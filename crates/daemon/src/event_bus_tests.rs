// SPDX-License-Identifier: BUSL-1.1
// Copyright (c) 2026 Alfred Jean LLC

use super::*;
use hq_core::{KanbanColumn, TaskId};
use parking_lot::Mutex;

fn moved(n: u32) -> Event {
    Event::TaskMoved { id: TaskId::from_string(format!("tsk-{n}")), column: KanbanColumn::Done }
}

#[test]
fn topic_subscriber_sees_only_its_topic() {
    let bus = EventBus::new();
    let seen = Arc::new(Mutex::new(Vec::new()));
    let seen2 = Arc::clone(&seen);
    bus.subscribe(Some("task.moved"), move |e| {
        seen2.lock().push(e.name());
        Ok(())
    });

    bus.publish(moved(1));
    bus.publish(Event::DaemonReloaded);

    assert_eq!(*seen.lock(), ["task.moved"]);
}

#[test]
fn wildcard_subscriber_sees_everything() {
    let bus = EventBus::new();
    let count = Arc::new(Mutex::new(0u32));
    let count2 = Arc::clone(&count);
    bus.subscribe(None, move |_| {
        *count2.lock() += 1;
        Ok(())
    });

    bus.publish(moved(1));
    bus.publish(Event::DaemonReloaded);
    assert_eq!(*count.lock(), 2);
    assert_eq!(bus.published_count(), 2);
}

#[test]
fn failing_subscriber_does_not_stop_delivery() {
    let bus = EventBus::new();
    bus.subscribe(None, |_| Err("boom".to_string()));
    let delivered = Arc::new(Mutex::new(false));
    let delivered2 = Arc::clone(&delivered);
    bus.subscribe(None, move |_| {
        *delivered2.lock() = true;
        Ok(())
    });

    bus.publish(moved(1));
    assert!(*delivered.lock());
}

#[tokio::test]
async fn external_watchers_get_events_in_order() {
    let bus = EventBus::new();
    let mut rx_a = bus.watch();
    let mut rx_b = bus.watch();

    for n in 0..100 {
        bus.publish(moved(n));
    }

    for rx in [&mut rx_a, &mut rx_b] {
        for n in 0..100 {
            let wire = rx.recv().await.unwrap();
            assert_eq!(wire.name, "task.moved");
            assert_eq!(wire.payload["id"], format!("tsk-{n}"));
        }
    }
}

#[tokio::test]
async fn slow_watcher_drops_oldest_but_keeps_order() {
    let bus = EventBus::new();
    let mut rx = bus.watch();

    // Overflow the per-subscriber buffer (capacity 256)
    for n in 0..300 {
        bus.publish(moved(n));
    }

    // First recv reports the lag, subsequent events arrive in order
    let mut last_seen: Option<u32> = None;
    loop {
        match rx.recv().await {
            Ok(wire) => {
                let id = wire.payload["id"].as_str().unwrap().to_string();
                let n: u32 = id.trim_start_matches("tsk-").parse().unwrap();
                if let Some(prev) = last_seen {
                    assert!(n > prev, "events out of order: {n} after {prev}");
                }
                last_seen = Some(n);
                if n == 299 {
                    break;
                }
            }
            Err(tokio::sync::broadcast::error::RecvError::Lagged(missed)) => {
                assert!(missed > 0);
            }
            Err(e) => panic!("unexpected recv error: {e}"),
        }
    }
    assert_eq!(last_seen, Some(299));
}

==

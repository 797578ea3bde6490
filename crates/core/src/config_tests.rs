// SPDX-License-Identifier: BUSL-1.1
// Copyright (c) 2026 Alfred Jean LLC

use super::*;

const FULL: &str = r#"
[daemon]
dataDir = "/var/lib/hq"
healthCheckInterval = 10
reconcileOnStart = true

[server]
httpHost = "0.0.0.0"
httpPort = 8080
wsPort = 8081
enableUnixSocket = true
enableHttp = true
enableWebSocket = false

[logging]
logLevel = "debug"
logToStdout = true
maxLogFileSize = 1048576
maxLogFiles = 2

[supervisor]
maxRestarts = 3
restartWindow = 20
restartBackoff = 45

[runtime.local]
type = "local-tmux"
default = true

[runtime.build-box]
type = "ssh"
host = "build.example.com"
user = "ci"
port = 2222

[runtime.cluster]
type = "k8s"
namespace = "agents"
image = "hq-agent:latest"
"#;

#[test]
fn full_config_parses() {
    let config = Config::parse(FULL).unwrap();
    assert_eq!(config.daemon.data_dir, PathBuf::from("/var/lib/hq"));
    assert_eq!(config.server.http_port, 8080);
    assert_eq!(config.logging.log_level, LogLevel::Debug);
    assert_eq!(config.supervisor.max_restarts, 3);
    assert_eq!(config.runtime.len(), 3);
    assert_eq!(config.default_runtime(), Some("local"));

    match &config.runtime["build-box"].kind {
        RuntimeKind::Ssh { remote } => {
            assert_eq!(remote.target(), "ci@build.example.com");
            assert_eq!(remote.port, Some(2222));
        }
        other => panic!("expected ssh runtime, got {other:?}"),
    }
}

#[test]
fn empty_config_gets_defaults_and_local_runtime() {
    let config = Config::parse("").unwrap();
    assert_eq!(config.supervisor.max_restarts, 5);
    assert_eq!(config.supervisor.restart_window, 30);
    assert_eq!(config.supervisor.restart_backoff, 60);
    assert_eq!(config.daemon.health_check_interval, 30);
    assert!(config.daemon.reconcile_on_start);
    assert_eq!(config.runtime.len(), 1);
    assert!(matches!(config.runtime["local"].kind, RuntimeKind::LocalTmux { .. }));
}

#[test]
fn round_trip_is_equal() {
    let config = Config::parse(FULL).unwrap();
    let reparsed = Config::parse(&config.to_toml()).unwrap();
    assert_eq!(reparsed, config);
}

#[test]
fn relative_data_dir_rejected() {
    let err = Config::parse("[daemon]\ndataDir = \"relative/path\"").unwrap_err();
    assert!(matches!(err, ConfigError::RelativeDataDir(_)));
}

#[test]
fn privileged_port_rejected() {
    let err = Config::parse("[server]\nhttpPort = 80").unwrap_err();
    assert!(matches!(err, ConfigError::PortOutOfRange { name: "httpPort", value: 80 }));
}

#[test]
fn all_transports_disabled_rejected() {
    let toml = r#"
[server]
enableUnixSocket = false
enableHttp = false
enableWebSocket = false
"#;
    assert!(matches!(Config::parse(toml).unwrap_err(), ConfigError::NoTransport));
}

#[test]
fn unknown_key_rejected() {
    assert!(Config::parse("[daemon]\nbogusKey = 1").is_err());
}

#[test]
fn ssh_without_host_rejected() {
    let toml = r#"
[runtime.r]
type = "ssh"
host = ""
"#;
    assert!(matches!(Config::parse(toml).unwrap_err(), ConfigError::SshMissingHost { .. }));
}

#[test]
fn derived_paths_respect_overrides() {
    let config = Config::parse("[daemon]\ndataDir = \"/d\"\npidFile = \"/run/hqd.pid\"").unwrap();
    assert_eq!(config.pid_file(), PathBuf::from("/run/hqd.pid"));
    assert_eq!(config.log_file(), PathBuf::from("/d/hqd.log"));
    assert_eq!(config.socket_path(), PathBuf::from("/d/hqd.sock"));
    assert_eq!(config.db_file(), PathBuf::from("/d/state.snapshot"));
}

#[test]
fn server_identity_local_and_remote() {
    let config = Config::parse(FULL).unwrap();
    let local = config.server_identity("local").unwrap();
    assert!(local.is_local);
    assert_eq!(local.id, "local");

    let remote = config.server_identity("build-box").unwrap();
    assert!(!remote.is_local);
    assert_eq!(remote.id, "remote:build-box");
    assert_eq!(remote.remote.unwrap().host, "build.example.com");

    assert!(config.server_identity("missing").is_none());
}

● **Description of the task**:
Which lines of the entries above contain the word "KanbanColumn"? Copy each of them.

● **Output for this exercise**:
use hq_core::{KanbanColumn, TaskId};
    Event::TaskMoved { id: TaskId::from_string(format!("tsk-{n}")), column: KanbanColumn::Done }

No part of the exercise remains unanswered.